//! Preset file format and operations.

use serde::{Deserialize, Serialize};
use std::collections::BTreeMap;
use std::path::Path;

use trisect_core::ParameterInfo;
use trisect_engine::EngineParams;

use crate::error::{ConfigError, FileOp};
use crate::validation::{validate_param, validate_preset};

/// Flat key/value preset for the engine.
///
/// Keys are stable parameter string IDs; absent keys take their defaults.
///
/// # TOML Format
///
/// ```toml
/// name = "Kick Duck Bass"
/// description = "External kick ducks the low band"
///
/// [params]
/// sidechainMode = 1
/// xLowHz = 150
/// thLo = -36
/// raLo = 8
/// ```
#[derive(Debug, Clone, Serialize, Deserialize, PartialEq)]
pub struct Preset {
    /// Name of the preset.
    pub name: String,

    /// Optional description of the preset.
    #[serde(default, skip_serializing_if = "Option::is_none")]
    pub description: Option<String>,

    /// Parameter values keyed by string ID.
    #[serde(default)]
    pub params: BTreeMap<String, f32>,
}

impl Preset {
    /// Create a new empty preset (every parameter at its default).
    pub fn new(name: impl Into<String>) -> Self {
        Self {
            name: name.into(),
            description: None,
            params: BTreeMap::new(),
        }
    }

    /// Create a preset with a description.
    pub fn with_description(mut self, description: impl Into<String>) -> Self {
        self.description = Some(description.into());
        self
    }

    /// Set one parameter by string ID. Not validated until use.
    pub fn with_param(mut self, id: impl Into<String>, value: f32) -> Self {
        self.params.insert(id.into(), value);
        self
    }

    /// Capture every parameter of a snapshot.
    pub fn from_engine_params(name: impl Into<String>, params: &EngineParams) -> Self {
        let values = EngineParams::descriptors()
            .iter()
            .enumerate()
            .map(|(index, desc)| (desc.string_id.to_string(), params.get_param(index)))
            .collect();
        Self {
            name: name.into(),
            description: None,
            params: values,
        }
    }

    /// Validate and apply over the engine defaults.
    pub fn to_engine_params(&self) -> Result<EngineParams, ConfigError> {
        validate_preset(self)?;
        let mut params = EngineParams::default();
        for (id, &value) in &self.params {
            let index = validate_param(id, value)?;
            params.set_param(index, value);
        }
        Ok(params)
    }

    /// Load a preset from a TOML file.
    pub fn load(path: impl AsRef<Path>) -> Result<Self, ConfigError> {
        let path = path.as_ref();
        let content =
            std::fs::read_to_string(path).map_err(|e| ConfigError::file(FileOp::Read, path, e))?;
        let preset: Preset = toml::from_str(&content)?;
        tracing::debug!(
            "preset_load: '{}' from {} ({} params)",
            preset.name,
            path.display(),
            preset.params.len()
        );
        Ok(preset)
    }

    /// Load a preset from a TOML string.
    pub fn from_toml(toml_str: &str) -> Result<Self, ConfigError> {
        Ok(toml::from_str(toml_str)?)
    }

    /// Save the preset to a TOML file.
    pub fn save(&self, path: impl AsRef<Path>) -> Result<(), ConfigError> {
        let path = path.as_ref();

        // Ensure parent directory exists
        if let Some(parent) = path.parent()
            && !parent.as_os_str().is_empty()
            && !parent.exists()
        {
            std::fs::create_dir_all(parent)
                .map_err(|e| ConfigError::file(FileOp::CreateDir, parent, e))?;
        }

        let content = self.to_toml()?;
        std::fs::write(path, content).map_err(|e| ConfigError::file(FileOp::Write, path, e))?;
        tracing::debug!("preset_save: '{}' to {}", self.name, path.display());
        Ok(())
    }

    /// Convert the preset to a TOML string.
    pub fn to_toml(&self) -> Result<String, ConfigError> {
        Ok(toml::to_string_pretty(self)?)
    }
}

impl Default for Preset {
    fn default() -> Self {
        Self::new("Untitled")
    }
}
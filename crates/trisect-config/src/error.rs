//! Error types for preset handling.

use std::fmt;
use std::path::PathBuf;
use thiserror::Error;

/// Which filesystem step failed while handling a preset file.
#[derive(Debug, Clone, Copy, PartialEq, Eq)]
pub enum FileOp {
    /// Reading a preset file
    Read,
    /// Writing a preset file
    Write,
    /// Creating the directory a preset is saved into
    CreateDir,
}

impl fmt::Display for FileOp {
    fn fmt(&self, f: &mut fmt::Formatter<'_>) -> fmt::Result {
        f.write_str(match self {
            FileOp::Read => "read",
            FileOp::Write => "write",
            FileOp::CreateDir => "create directory",
        })
    }
}

/// Errors from loading, saving or resolving presets.
#[derive(Debug, Error)]
pub enum ConfigError {
    /// A filesystem operation on a preset path failed
    #[error("failed to {op} '{path}': {source}")]
    File {
        /// The step that failed.
        op: FileOp,
        /// Path involved.
        path: PathBuf,
        /// Underlying I/O error.
        #[source]
        source: std::io::Error,
    },

    /// Preset text is not valid TOML or has the wrong shape
    #[error("invalid preset TOML: {0}")]
    TomlParse(#[from] toml::de::Error),

    /// Preset could not be rendered to TOML
    #[error("cannot serialize preset: {0}")]
    TomlSerialize(#[from] toml::ser::Error),

    /// Neither a factory preset nor a readable file
    #[error("preset not found: {0}")]
    PresetNotFound(String),

    /// Preset content is invalid
    #[error("validation failed: {0}")]
    Validation(#[from] crate::validation::ValidationError),
}

impl ConfigError {
    /// Wrap an I/O error with the failing step and path.
    pub fn file(op: FileOp, path: impl Into<PathBuf>, source: std::io::Error) -> Self {
        ConfigError::File {
            op,
            path: path.into(),
            source,
        }
    }
}
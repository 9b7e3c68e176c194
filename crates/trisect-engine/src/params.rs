//! Parameter snapshot for the multiband engine.
//!
//! [`EngineParams`] is a plain `Copy` struct holding every value the engine
//! reads per block. It is the whole persistable state: presets, the command
//! line and the atomic store in [`shared`](crate::shared) all go through it.
//!
//! ## Parameter Indices (`ParameterInfo`)
//!
//! | Index | ID | Range | Default |
//! |-------|----|-------|---------|
//! | 0 | `globalBypass` | 0/1 | 0 |
//! | 1 | `sidechainMode` | 0 = self, 1 = external | 1 |
//! | 2 | `xLowHz` | 60.0–400.0 Hz | 120.0 |
//! | 3 | `xHighHz` | 1000.0–8000.0 Hz | 3000.0 |
//! | 4–8 | `thLo` `raLo` `atLo` `reLo` `mkLo` | see below | -24, 4, 10, 120, 0 |
//! | 9–13 | `thMi` `raMi` `atMi` `reMi` `mkMi` | see below | -24, 4, 10, 120, 0 |
//! | 14–18 | `thHi` `raHi` `atHi` `reHi` `mkHi` | see below | -24, 4, 6, 80, 0 |
//!
//! Per band: threshold -60.0–0.0 dB, ratio 1.0–20.0, attack 0.1–200.0 ms,
//! release 5.0–1000.0 ms, makeup -24.0–24.0 dB.

use trisect_core::{ParamDescriptor, ParamId, ParamScale, ParameterInfo};

/// Number of engine parameters.
pub const PARAM_COUNT: usize = 19;

/// Index of the first per-band parameter.
const BAND_PARAM_BASE: usize = 4;

/// Parameters per band (threshold, ratio, attack, release, makeup).
const PARAMS_PER_BAND: usize = 5;

/// One of the three frequency bands.
#[derive(Debug, Clone, Copy, PartialEq, Eq, Hash)]
pub enum Band {
    /// Below the low crossover.
    Low,
    /// Between the two crossovers.
    Mid,
    /// Above the high crossover.
    High,
}

impl Band {
    /// All bands, low to high.
    pub const ALL: [Band; 3] = [Band::Low, Band::Mid, Band::High];

    /// Zero-based position (low = 0).
    pub const fn index(self) -> usize {
        match self {
            Band::Low => 0,
            Band::Mid => 1,
            Band::High => 2,
        }
    }

    /// Band at the given position.
    pub const fn from_index(index: usize) -> Option<Self> {
        match index {
            0 => Some(Band::Low),
            1 => Some(Band::Mid),
            2 => Some(Band::High),
            _ => None,
        }
    }

    /// Lowercase display name.
    pub const fn name(self) -> &'static str {
        match self {
            Band::Low => "low",
            Band::Mid => "mid",
            Band::High => "high",
        }
    }
}

/// Where the band detectors take their signal from.
#[derive(Debug, Clone, Copy, PartialEq, Eq, Default)]
pub enum SidechainMode {
    /// Detect from the main signal itself.
    SelfKey,
    /// Detect from the sidechain input, falling back to the main signal
    /// when no usable sidechain is present.
    #[default]
    External,
}

impl SidechainMode {
    /// Decodes a parameter value (> 0.5 selects external).
    pub fn from_value(value: f32) -> Self {
        if value > 0.5 {
            SidechainMode::External
        } else {
            SidechainMode::SelfKey
        }
    }

    /// Encodes as a parameter value.
    pub fn as_value(self) -> f32 {
        match self {
            SidechainMode::SelfKey => 0.0,
            SidechainMode::External => 1.0,
        }
    }
}

/// Dynamics settings of one band.
#[derive(Debug, Clone, Copy, PartialEq)]
pub struct BandParams {
    /// Threshold in dB.
    pub threshold_db: f32,
    /// Compression ratio (n:1).
    pub ratio: f32,
    /// Envelope attack in ms.
    pub attack_ms: f32,
    /// Envelope release in ms.
    pub release_ms: f32,
    /// Makeup gain in dB.
    pub makeup_db: f32,
}

impl BandParams {
    /// Factory defaults for the given band.
    pub const fn default_for(band: Band) -> Self {
        let (attack_ms, release_ms) = match band {
            Band::Low | Band::Mid => (10.0, 120.0),
            Band::High => (6.0, 80.0),
        };
        Self {
            threshold_db: -24.0,
            ratio: 4.0,
            attack_ms,
            release_ms,
            makeup_db: 0.0,
        }
    }

    /// Settings that never change the signal: ratio 1 at a 0 dB threshold
    /// with no makeup.
    pub const fn unity() -> Self {
        Self {
            threshold_db: 0.0,
            ratio: 1.0,
            attack_ms: 10.0,
            release_ms: 120.0,
            makeup_db: 0.0,
        }
    }
}

/// Complete parameter snapshot read by the engine once per block.
///
/// # Example
///
/// ```rust
/// use trisect_core::ParameterInfo;
/// use trisect_engine::{Band, EngineParams};
///
/// let mut params = EngineParams::default();
/// let idx = params.find_param_by_string_id("thLo").unwrap();
/// params.set_param(idx, -30.0);
/// assert_eq!(params.band(Band::Low).threshold_db, -30.0);
/// ```
#[derive(Debug, Clone, Copy, PartialEq)]
pub struct EngineParams {
    /// Global bypass: the block passes through untouched.
    pub bypass: bool,
    /// Detection source.
    pub sidechain_mode: SidechainMode,
    /// Low/mid crossover in Hz.
    pub crossover_low_hz: f32,
    /// Mid/high crossover in Hz.
    pub crossover_high_hz: f32,
    /// Per-band settings indexed by [`Band::index`].
    pub bands: [BandParams; 3],
}

impl Default for EngineParams {
    fn default() -> Self {
        Self {
            bypass: false,
            sidechain_mode: SidechainMode::External,
            crossover_low_hz: 120.0,
            crossover_high_hz: 3000.0,
            bands: [
                BandParams::default_for(Band::Low),
                BandParams::default_for(Band::Mid),
                BandParams::default_for(Band::High),
            ],
        }
    }
}

impl EngineParams {
    /// Settings of one band.
    pub fn band(&self, band: Band) -> &BandParams {
        &self.bands[band.index()]
    }

    /// Mutable settings of one band.
    pub fn band_mut(&mut self, band: Band) -> &mut BandParams {
        &mut self.bands[band.index()]
    }

    /// Returns a copy with every field clamped to its descriptor range.
    ///
    /// Allocation-free; the engine runs this on each snapshot it receives.
    pub fn clamped(&self) -> Self {
        let mut out = *self;
        for index in 0..PARAM_COUNT {
            out.set_param(index, self.get_param(index));
        }
        out
    }

    /// Descriptor for the parameter at `index`.
    pub fn descriptor(index: usize) -> Option<ParamDescriptor> {
        PARAM_DESCRIPTORS.get(index).copied()
    }

    /// All descriptors, in index order.
    pub fn descriptors() -> &'static [ParamDescriptor; PARAM_COUNT] {
        &PARAM_DESCRIPTORS
    }

    /// Index of the parameter with the given stable string ID.
    pub fn index_of(string_id: &str) -> Option<usize> {
        PARAM_DESCRIPTORS.iter().position(|d| d.string_id == string_id)
    }
}

impl ParameterInfo for EngineParams {
    fn param_count(&self) -> usize {
        PARAM_COUNT
    }

    fn param_info(&self, index: usize) -> Option<ParamDescriptor> {
        Self::descriptor(index)
    }

    fn get_param(&self, index: usize) -> f32 {
        match index {
            0 => {
                if self.bypass {
                    1.0
                } else {
                    0.0
                }
            }
            1 => self.sidechain_mode.as_value(),
            2 => self.crossover_low_hz,
            3 => self.crossover_high_hz,
            BAND_PARAM_BASE..PARAM_COUNT => {
                let offset = index - BAND_PARAM_BASE;
                let band = &self.bands[offset / PARAMS_PER_BAND];
                match offset % PARAMS_PER_BAND {
                    0 => band.threshold_db,
                    1 => band.ratio,
                    2 => band.attack_ms,
                    3 => band.release_ms,
                    _ => band.makeup_db,
                }
            }
            _ => 0.0,
        }
    }

    fn set_param(&mut self, index: usize, value: f32) {
        let Some(desc) = Self::descriptor(index) else {
            return;
        };
        let value = desc.clamp(value);
        match index {
            0 => self.bypass = value > 0.5,
            1 => self.sidechain_mode = SidechainMode::from_value(value),
            2 => self.crossover_low_hz = value,
            3 => self.crossover_high_hz = value,
            _ => {
                let offset = index - BAND_PARAM_BASE;
                let band = &mut self.bands[offset / PARAMS_PER_BAND];
                match offset % PARAMS_PER_BAND {
                    0 => band.threshold_db = value,
                    1 => band.ratio = value,
                    2 => band.attack_ms = value,
                    3 => band.release_ms = value,
                    _ => band.makeup_db = value,
                }
            }
        }
    }
}

const SKEW: ParamScale = ParamScale::Power(2.0);

macro_rules! band_descriptors {
    ($base:expr, $group:literal, $label:literal, $suffix:literal,
     $th:literal, $ra:literal, $at:literal, $re:literal, $mk:literal,
     $attack:expr, $release:expr) => {
        [
            ParamDescriptor::gain_db(concat!($label, " Threshold"), concat!("Thr ", $suffix), -60.0, 0.0, -24.0)
                .with_id(ParamId($base), $th)
                .with_group($group),
            ParamDescriptor::ratio(concat!($label, " Ratio"), concat!("Rat ", $suffix), 1.0, 20.0, 4.0)
                .with_id(ParamId($base + 1), $ra)
                .with_group($group),
            ParamDescriptor::time_ms(concat!($label, " Attack"), concat!("Atk ", $suffix), 0.1, 200.0, $attack)
                .with_id(ParamId($base + 2), $at)
                .with_scale(SKEW)
                .with_group($group),
            ParamDescriptor::time_ms(concat!($label, " Release"), concat!("Rel ", $suffix), 5.0, 1000.0, $release)
                .with_id(ParamId($base + 3), $re)
                .with_scale(SKEW)
                .with_group($group),
            ParamDescriptor::gain_db(concat!($label, " Makeup"), concat!("Mkp ", $suffix), -24.0, 24.0, 0.0)
                .with_id(ParamId($base + 4), $mk)
                .with_group($group),
        ]
    };
}

const LOW_DESCRIPTORS: [ParamDescriptor; PARAMS_PER_BAND] = band_descriptors!(
    4, "low", "Low", "Lo", "thLo", "raLo", "atLo", "reLo", "mkLo", 10.0, 120.0
);
const MID_DESCRIPTORS: [ParamDescriptor; PARAMS_PER_BAND] = band_descriptors!(
    9, "mid", "Mid", "Mi", "thMi", "raMi", "atMi", "reMi", "mkMi", 10.0, 120.0
);
const HIGH_DESCRIPTORS: [ParamDescriptor; PARAMS_PER_BAND] = band_descriptors!(
    14, "high", "High", "Hi", "thHi", "raHi", "atHi", "reHi", "mkHi", 6.0, 80.0
);

static PARAM_DESCRIPTORS: [ParamDescriptor; PARAM_COUNT] = [
    ParamDescriptor::toggle("Bypass", "Bypass", false).with_id(ParamId(0), "globalBypass"),
    ParamDescriptor::toggle("Sidechain", "SC", true).with_id(ParamId(1), "sidechainMode"),
    ParamDescriptor::frequency_hz("Crossover Low", "X Lo", 60.0, 400.0, 120.0)
        .with_id(ParamId(2), "xLowHz")
        .with_scale(SKEW),
    ParamDescriptor::frequency_hz("Crossover High", "X Hi", 1000.0, 8000.0, 3000.0)
        .with_id(ParamId(3), "xHighHz")
        .with_scale(SKEW),
    LOW_DESCRIPTORS[0],
    LOW_DESCRIPTORS[1],
    LOW_DESCRIPTORS[2],
    LOW_DESCRIPTORS[3],
    LOW_DESCRIPTORS[4],
    MID_DESCRIPTORS[0],
    MID_DESCRIPTORS[1],
    MID_DESCRIPTORS[2],
    MID_DESCRIPTORS[3],
    MID_DESCRIPTORS[4],
    HIGH_DESCRIPTORS[0],
    HIGH_DESCRIPTORS[1],
    HIGH_DESCRIPTORS[2],
    HIGH_DESCRIPTORS[3],
    HIGH_DESCRIPTORS[4],
];

#[cfg(test)]
mod tests {
    use super::*;

    #[test]
    fn test_defaults_match_descriptors() {
        let params = EngineParams::default();
        for (i, desc) in EngineParams::descriptors().iter().enumerate() {
            assert_eq!(
                params.get_param(i),
                desc.default,
                "default mismatch for {}",
                desc.string_id
            );
        }
    }

    #[test]
    fn test_ids_are_unique_and_sequential() {
        for (i, desc) in EngineParams::descriptors().iter().enumerate() {
            assert_eq!(desc.id, ParamId(i as u32));
            assert!(!desc.string_id.is_empty());
            assert_eq!(EngineParams::index_of(desc.string_id), Some(i));
        }
    }

    #[test]
    fn test_band_defaults() {
        let params = EngineParams::default();
        assert_eq!(params.band(Band::Low).attack_ms, 10.0);
        assert_eq!(params.band(Band::Mid).release_ms, 120.0);
        assert_eq!(params.band(Band::High).attack_ms, 6.0);
        assert_eq!(params.band(Band::High).release_ms, 80.0);
        assert_eq!(params.sidechain_mode, SidechainMode::External);
    }

    #[test]
    fn test_set_get_round_trip() {
        let mut params = EngineParams::default();
        let idx = EngineParams::index_of("reMi").unwrap();
        params.set_param(idx, 333.0);
        assert_eq!(params.band(Band::Mid).release_ms, 333.0);
        assert_eq!(params.get_param(idx), 333.0);

        params.set_param(0, 1.0);
        assert!(params.bypass);
        params.set_param(1, 0.0);
        assert_eq!(params.sidechain_mode, SidechainMode::SelfKey);
    }

    #[test]
    fn test_set_param_clamps() {
        let mut params = EngineParams::default();
        params.set_param(2, 10.0);
        assert_eq!(params.crossover_low_hz, 60.0);
        params.set_param(EngineParams::index_of("raHi").unwrap(), 100.0);
        assert_eq!(params.band(Band::High).ratio, 20.0);

        // Out of range index ignored
        params.set_param(PARAM_COUNT, 5.0);
        assert_eq!(params.get_param(PARAM_COUNT), 0.0);
    }

    #[test]
    fn test_clamped() {
        let mut params = EngineParams::default();
        params.crossover_high_hz = 20000.0;
        params.band_mut(Band::Low).makeup_db = f32::NAN;
        params.band_mut(Band::Mid).threshold_db = 12.0;

        let c = params.clamped();
        assert_eq!(c.crossover_high_hz, 8000.0);
        assert_eq!(c.band(Band::Low).makeup_db, 0.0);
        assert_eq!(c.band(Band::Mid).threshold_db, 0.0);
    }

    #[test]
    fn test_skewed_ranges() {
        for id in ["xLowHz", "xHighHz", "atLo", "reLo", "atMi", "reMi", "atHi", "reHi"] {
            let desc = EngineParams::descriptor(EngineParams::index_of(id).unwrap()).unwrap();
            assert_eq!(desc.scale, ParamScale::Power(2.0), "{id} should be skewed");
        }
    }

    #[test]
    fn test_band_index_round_trip() {
        for band in Band::ALL {
            assert_eq!(Band::from_index(band.index()), Some(band));
        }
        assert_eq!(Band::from_index(3), None);
    }
}
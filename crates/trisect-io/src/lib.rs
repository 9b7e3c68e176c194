//! File I/O layer for the trisect engine.
//!
//! This crate provides:
//!
//! - **WAV file I/O**: [`read_wav`] and [`write_wav`] for planar multichannel audio
//! - **Offline processing**: [`OfflineProcessor`] for running the engine over
//!   whole files, optionally keyed by a second (sidechain) file
//!
//! ## Quick Start
//!
//! ```rust,ignore
//! use trisect_engine::{EngineParams, ProcessSpec};
//! use trisect_io::{OfflineProcessor, read_wav, write_wav};
//!
//! let (mut channels, spec) = read_wav("mix.wav")?;
//! let (kick, _) = read_wav("kick.wav")?;
//!
//! let mut processor = OfflineProcessor::new(
//!     ProcessSpec::new(spec.sample_rate as f32, 512, channels.len()).with_sidechain(kick.len()),
//! )?;
//! processor.process(&mut channels, Some(&kick), &EngineParams::default(), |_, _| {})?;
//!
//! write_wav("ducked.wav", &channels, spec)?;
//! ```

mod offline;
mod wav;

pub use offline::{OfflineProcessor, check_sample_rates, fit_length};
pub use wav::{WavFormat, WavInfo, WavSpec, read_wav, read_wav_info, write_wav};

use trisect_engine::EngineError;

/// Error types for file I/O and offline processing.
#[derive(Debug, thiserror::Error)]
pub enum Error {
    /// WAV file read/write error.
    #[error("WAV file error: {0}")]
    Wav(#[from] hound::Error),

    /// Engine configuration or buffer contract error.
    #[error("Engine error: {0}")]
    Engine(#[from] EngineError),

    /// Main and sidechain files disagree on sample rate.
    #[error("Sample rate mismatch: main is {main} Hz, sidechain is {sidechain} Hz")]
    SampleRateMismatch {
        /// Main file sample rate.
        main: u32,
        /// Sidechain file sample rate.
        sidechain: u32,
    },

    /// Bit depth other than 16, 24 or 32.
    #[error("Unsupported bit depth: {0}")]
    UnsupportedBitDepth(u16),

    /// Channel buffers passed to a writer or processor differ in length.
    #[error("Channel {channel} has {len} samples, expected {expected}")]
    RaggedChannels {
        /// Offending channel index.
        channel: usize,
        /// Its length.
        len: usize,
        /// Length of channel 0.
        expected: usize,
    },

    /// Standard I/O error.
    #[error("IO error: {0}")]
    Io(#[from] std::io::Error),
}

/// Convenience result type for file I/O operations.
pub type Result<T> = std::result::Result<T, Error>;

/// Checks that all channels have the same length and returns it.
pub(crate) fn common_length(channels: &[Vec<f32>]) -> Result<usize> {
    let expected = channels.first().map_or(0, Vec::len);
    for (channel, samples) in channels.iter().enumerate().skip(1) {
        if samples.len() != expected {
            return Err(Error::RaggedChannels {
                channel,
                len: samples.len(),
                expected,
            });
        }
    }
    Ok(expected)
}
────────────────────
▸ **Task to carry out**: In the entries, find every line holding "mkLo" and copy it.

▸ **Output of the task**:
//! | 4–8 | `thLo` `raLo` `atLo` `reLo` `mkLo` | see below | -24, 4, 10, 120, 0 |
    4, "low", "Low", "Lo", "thLo", "raLo", "atLo", "reLo", "mkLo", 10.0, 120.0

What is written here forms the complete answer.